## INSTRUCTIONS TO FOLLOW
Reproduce, exactly, the lines of the material below from the line containing "identity, settings, now" through the line containing "if !is_admin", with both end lines included and nothing else.

## PROVIDED RECORDS
[Start of section]
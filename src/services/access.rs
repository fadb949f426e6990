use serde::Serialize;
use time::PrimitiveDateTime;

use crate::core::config::EvaluationSettings;
use crate::core::metrics;
use crate::db::models::{Evaluation, Response};
use crate::db::types::{AuthControl, EvaluationState, GroupPermission};
use crate::services::evaluations::store::{EvaluationStore, IdentityProvider, StoreResult};
use crate::services::lifecycle::derive_state;

#[derive(Debug, Clone, Copy, PartialEq, Eq, Serialize)]
#[serde(rename_all = "snake_case")]
pub(crate) enum Capability {
    Begin,
    Take,
    Control,
    Remove,
    CreateAssignment,
    DeleteAssignment,
    ModifyResponse,
}

impl Capability {
    pub(crate) fn as_str(self) -> &'static str {
        match self {
            Self::Begin => "begin",
            Self::Take => "take",
            Self::Control => "control",
            Self::Remove => "remove",
            Self::CreateAssignment => "create_assignment",
            Self::DeleteAssignment => "delete_assignment",
            Self::ModifyResponse => "modify_response",
        }
    }
}

/// Outcome of one authorization question, with the lifecycle state it was
/// based on (when the rule depends on one).
#[derive(Debug, Clone, Copy, PartialEq, Eq, Serialize)]
pub(crate) struct AccessDecision {
    pub(crate) capability: Capability,
    pub(crate) allowed: bool,
    pub(crate) state: Option<EvaluationState>,
    pub(crate) reason: &'static str,
}

/// Every evaluation-level authorization rule lives here. Lifecycle state is
/// always recomputed from the evaluation's dates at `now`.
pub(crate) struct AccessPolicy<'a> {
    store: &'a dyn EvaluationStore,
    identity: &'a dyn IdentityProvider,
    settings: EvaluationSettings,
    now: PrimitiveDateTime,
}

enum Standing {
    Owner,
    Administrator,
    Outsider,
}

impl Standing {
    fn reason(&self) -> &'static str {
        match self {
            Self::Owner => "owner",
            Self::Administrator => "administrator",
            Self::Outsider => "not_owner",
        }
    }

    fn is_privileged(&self) -> bool {
        !matches!(self, Self::Outsider)
    }
}

impl<'a> AccessPolicy<'a> {
    pub(crate) fn new(
        store: &'a dyn EvaluationStore,
        identity: &'a dyn IdentityProvider,
        settings: EvaluationSettings,
        now: PrimitiveDateTime,
    ) -> Self {
        Self { store, identity, settings, now }
    }

    pub(crate) async fn begin(&self, actor: &str) -> StoreResult<AccessDecision> {
        if self.identity.is_admin(actor).await? {
            return Ok(decide(actor, Capability::Begin, true, None, "administrator"));
        }

        let can_assign =
            self.identity.has_permission_anywhere(actor, GroupPermission::AssignEvaluation).await?;
        let reason = if can_assign { "assign_permission" } else { "no_assign_permission" };
        Ok(decide(actor, Capability::Begin, can_assign, None, reason))
    }

    pub(crate) async fn take(
        &self,
        actor: &str,
        evaluation: &Evaluation,
        group_ref: &str,
    ) -> StoreResult<AccessDecision> {
        let state = derive_state(evaluation, self.now);
        let deny = |reason| Ok(decide(actor, Capability::Take, false, Some(state), reason));

        if state != EvaluationState::Active {
            return deny("evaluation_not_active");
        }

        match self.store.find_assign_group_for(&evaluation.id, group_ref).await? {
            None => return deny("group_not_assigned"),
            Some(assignment) if !assignment.instructor_approval => {
                return deny("assignment_not_approved")
            }
            Some(_) => {}
        }

        let is_admin = self.identity.is_admin(actor).await?;
        if !is_admin
            && evaluation.auth_control == AuthControl::Required
            && !self
                .identity
                .has_permission(actor, group_ref, GroupPermission::BeEvaluated)
                .await?
        {
            return deny("not_evaluated_in_group");
        }

        let previous = self.store.find_response_for(&evaluation.id, actor, group_ref).await?;
        if previous.as_ref().is_some_and(Response::is_complete) {
            if evaluation.modify_responses_allowed {
                return Ok(decide(actor, Capability::Take, true, Some(state), "resubmit_allowed"));
            }
            if is_admin && self.settings.admin_bypass_response_check {
                return Ok(decide(actor, Capability::Take, true, Some(state), "admin_bypass"));
            }
            return deny("already_responded");
        }

        let reason = if is_admin { "administrator" } else { "respondent" };
        Ok(decide(actor, Capability::Take, true, Some(state), reason))
    }

    pub(crate) async fn control(
        &self,
        actor: &str,
        evaluation: &Evaluation,
    ) -> StoreResult<AccessDecision> {
        let state = derive_state(evaluation, self.now);
        let standing = self.standing(actor, evaluation).await?;
        Ok(decide(actor, Capability::Control, standing.is_privileged(), Some(state), standing.reason()))
    }

    pub(crate) async fn remove(
        &self,
        actor: &str,
        evaluation: &Evaluation,
    ) -> StoreResult<AccessDecision> {
        self.gated(actor, evaluation, Capability::Remove, &[EvaluationState::InQueue]).await
    }

    pub(crate) async fn create_assignment(
        &self,
        actor: &str,
        evaluation: &Evaluation,
    ) -> StoreResult<AccessDecision> {
        self.gated(
            actor,
            evaluation,
            Capability::CreateAssignment,
            &[EvaluationState::InQueue, EvaluationState::Active],
        )
        .await
    }

    /// `evaluation` is the one the assignment belongs to.
    pub(crate) async fn delete_assignment(
        &self,
        actor: &str,
        evaluation: &Evaluation,
    ) -> StoreResult<AccessDecision> {
        self.gated(actor, evaluation, Capability::DeleteAssignment, &[EvaluationState::InQueue])
            .await
    }

    /// Author only, and only while unlocked. Administrators get no override.
    pub(crate) fn modify_response(&self, actor: &str, response: &Response) -> AccessDecision {
        let (allowed, reason) = if response.owner_id != actor {
            (false, "not_author")
        } else if response.locked {
            (false, "response_locked")
        } else {
            (true, "author")
        };
        decide(actor, Capability::ModifyResponse, allowed, None, reason)
    }

    async fn gated(
        &self,
        actor: &str,
        evaluation: &Evaluation,
        capability: Capability,
        open_states: &[EvaluationState],
    ) -> StoreResult<AccessDecision> {
        let state = derive_state(evaluation, self.now);
        let standing = self.standing(actor, evaluation).await?;

        if !standing.is_privileged() {
            return Ok(decide(actor, capability, false, Some(state), standing.reason()));
        }
        if !open_states.contains(&state) {
            return Ok(decide(actor, capability, false, Some(state), "state_forbids"));
        }
        Ok(decide(actor, capability, true, Some(state), standing.reason()))
    }

    async fn standing(&self, actor: &str, evaluation: &Evaluation) -> StoreResult<Standing> {
        if evaluation.owner_id == actor {
            return Ok(Standing::Owner);
        }
        if self.identity.is_admin(actor).await? {
            return Ok(Standing::Administrator);
        }
        Ok(Standing::Outsider)
    }
}

fn decide(
    actor: &str,
    capability: Capability,
    allowed: bool,
    state: Option<EvaluationState>,
    reason: &'static str,
) -> AccessDecision {
    metrics::record_access_decision(capability.as_str(), allowed);
    if !allowed {
        tracing::debug!(
            actor,
            capability = capability.as_str(),
            state = state.map(EvaluationState::as_str),
            reason,
            "Access denied"
        );
    }

    AccessDecision { capability, allowed, state, reason }
}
[End of section]
## RESULT
        Self { store, identity, settings, now }
    }

    pub(crate) async fn begin(&self, actor: &str) -> StoreResult<AccessDecision> {
        if self.identity.is_admin(actor).await? {
            return Ok(decide(actor, Capability::Begin, true, None, "administrator"));
        }

        let can_assign =
            self.identity.has_permission_anywhere(actor, GroupPermission::AssignEvaluation).await?;
        let reason = if can_assign { "assign_permission" } else { "no_assign_permission" };
        Ok(decide(actor, Capability::Begin, can_assign, None, reason))
    }

    pub(crate) async fn take(
        &self,
        actor: &str,
        evaluation: &Evaluation,
        group_ref: &str,
    ) -> StoreResult<AccessDecision> {
        let state = derive_state(evaluation, self.now);
        let deny = |reason| Ok(decide(actor, Capability::Take, false, Some(state), reason));

        if state != EvaluationState::Active {
            return deny("evaluation_not_active");
        }

        match self.store.find_assign_group_for(&evaluation.id, group_ref).await? {
            None => return deny("group_not_assigned"),
            Some(assignment) if !assignment.instructor_approval => {
                return deny("assignment_not_approved")
            }
            Some(_) => {}
        }

        let is_admin = self.identity.is_admin(actor).await?;
        if !is_admin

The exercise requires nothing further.